From the entries, return every line where the string "format" shows up.

··· Excerpted records

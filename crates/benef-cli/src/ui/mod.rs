//! TUI rendering: header, active screen, status bar and modals.

pub mod form;
pub mod list;

use chrono::Local;
use ratatui::{
  Frame,
  layout::{Alignment, Constraint, Layout, Rect},
  style::{Color, Modifier, Style},
  text::{Line, Span},
  widgets::{Block, Borders, Clear, Paragraph, Wrap},
};

use crate::app::{App, Screen};

// ─── Root draw ────────────────────────────────────────────────────────────────

/// Main draw function called each frame.
pub fn draw(f: &mut Frame, app: &App) {
  let area = f.area();

  // Vertical stack: header, body, status bar.
  let [header, body, status] = Layout::vertical([
    Constraint::Length(1), // header
    Constraint::Min(0),    // body
    Constraint::Length(1), // status bar
  ])
  .areas(area);

  draw_header(f, header, app);
  match app.screen {
    Screen::List => list::draw(f, body, app),
    Screen::Form => form::draw(f, body, app),
  }
  draw_status(f, status, app);

  if app.screen == Screen::List {
    let state = app.list.state();
    if let Some(alert) = &state.alert {
      draw_modal(f, area, " Error ", alert, "[Enter] ok", Color::Red);
    } else if let Some(request) = &state.pending_delete {
      draw_modal(
        f,
        area,
        " Confirm ",
        &request.prompt(),
        "[y] delete  [n] cancel",
        Color::Yellow,
      );
    }
  }
}

// ─── Header ───────────────────────────────────────────────────────────────────

fn draw_header(f: &mut Frame, area: Rect, app: &App) {
  let date = Local::now().format("%Y-%m-%d").to_string();

  let (reach, reach_color) = match app.online {
    Some(true) => ("online", Color::Green),
    Some(false) => ("unreachable", Color::Red),
    None => ("…", Color::Gray),
  };

  let left = vec![
    Span::styled(
      " benef ",
      Style::default()
        .fg(Color::White)
        .add_modifier(Modifier::BOLD),
    ),
    Span::styled(format!(" {} ", app.base_url), Style::default().fg(Color::Gray)),
    Span::styled(reach, Style::default().fg(reach_color)),
  ];
  let right = Span::styled(
    format!("{date} "),
    Style::default().fg(Color::Gray),
  );

  // Simple left-right header: pad the middle.
  let left_width: usize = left.iter().map(|s| s.content.chars().count()).sum();
  let pad = (area.width as usize)
    .saturating_sub(left_width)
    .saturating_sub(right.content.len());

  let mut spans = left;
  spans.push(Span::raw(" ".repeat(pad)));
  spans.push(right);

  f.render_widget(
    Paragraph::new(Line::from(spans)).style(Style::default().bg(Color::DarkGray)),
    area,
  );
}

// ─── Status bar ───────────────────────────────────────────────────────────────

fn draw_status(f: &mut Frame, area: Rect, app: &App) {
  let (mode_label, hints) = match app.screen {
    Screen::List if app.filter_focus.is_some() => (
      "FILTER",
      "Type to filter  Tab next field  ←→ cycle  Enter search  Esc done",
    ),
    Screen::List => (
      "LIST",
      "↑↓ select  ←→ page  / filter  n new  Enter edit  d delete  h history  c/p export  q quit",
    ),
    Screen::Form => (
      "FORM",
      "↑↓ field  ←→/Space choose  F2/Ctrl-S save  Esc back",
    ),
  };

  let notice = match app.screen {
    Screen::List => app.list.state().notice.clone(),
    Screen::Form => None,
  };
  let (text, color) = match (&app.pending, notice) {
    (Some(pending), _) => (pending.label(), Color::Yellow),
    (None, Some(notice)) => (notice, Color::Green),
    (None, None) => (hints.to_string(), Color::Gray),
  };

  let mode_span = Span::styled(
    format!(" {mode_label} "),
    Style::default()
      .fg(Color::Black)
      .bg(Color::Cyan)
      .add_modifier(Modifier::BOLD),
  );
  let text_span = Span::styled(format!("  {text}"), Style::default().fg(color));

  f.render_widget(
    Paragraph::new(Line::from(vec![mode_span, text_span]))
      .style(Style::default().bg(Color::Black)),
    area,
  );
}

// ─── Modals ───────────────────────────────────────────────────────────────────

fn draw_modal(f: &mut Frame, area: Rect, title: &str, message: &str, keys: &str, color: Color) {
  let width = area.width.min(60);
  let height = area.height.min(7);
  let rect = Rect {
    x: area.x + (area.width - width) / 2,
    y: area.y + (area.height - height) / 2,
    width,
    height,
  };

  let block = Block::default()
    .title(title)
    .borders(Borders::ALL)
    .border_style(Style::default().fg(color));
  let text = vec![
    Line::from(message.to_owned()),
    Line::from(""),
    Line::from(Span::styled(keys.to_owned(), Style::default().fg(Color::DarkGray))),
  ];

  f.render_widget(Clear, rect);
  f.render_widget(
    Paragraph::new(text)
      .block(block)
      .alignment(Alignment::Center)
      .wrap(Wrap { trim: true }),
    rect,
  );
}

······

* [Response to this task]
  let date = Local::now().format("%Y-%m-%d").to_string();
    Span::styled(format!(" {} ", app.base_url), Style::default().fg(Color::Gray)),
    format!("{date} "),
    format!(" {mode_label} "),
  let text_span = Span::styled(format!("  {text}"), Style::default().fg(color));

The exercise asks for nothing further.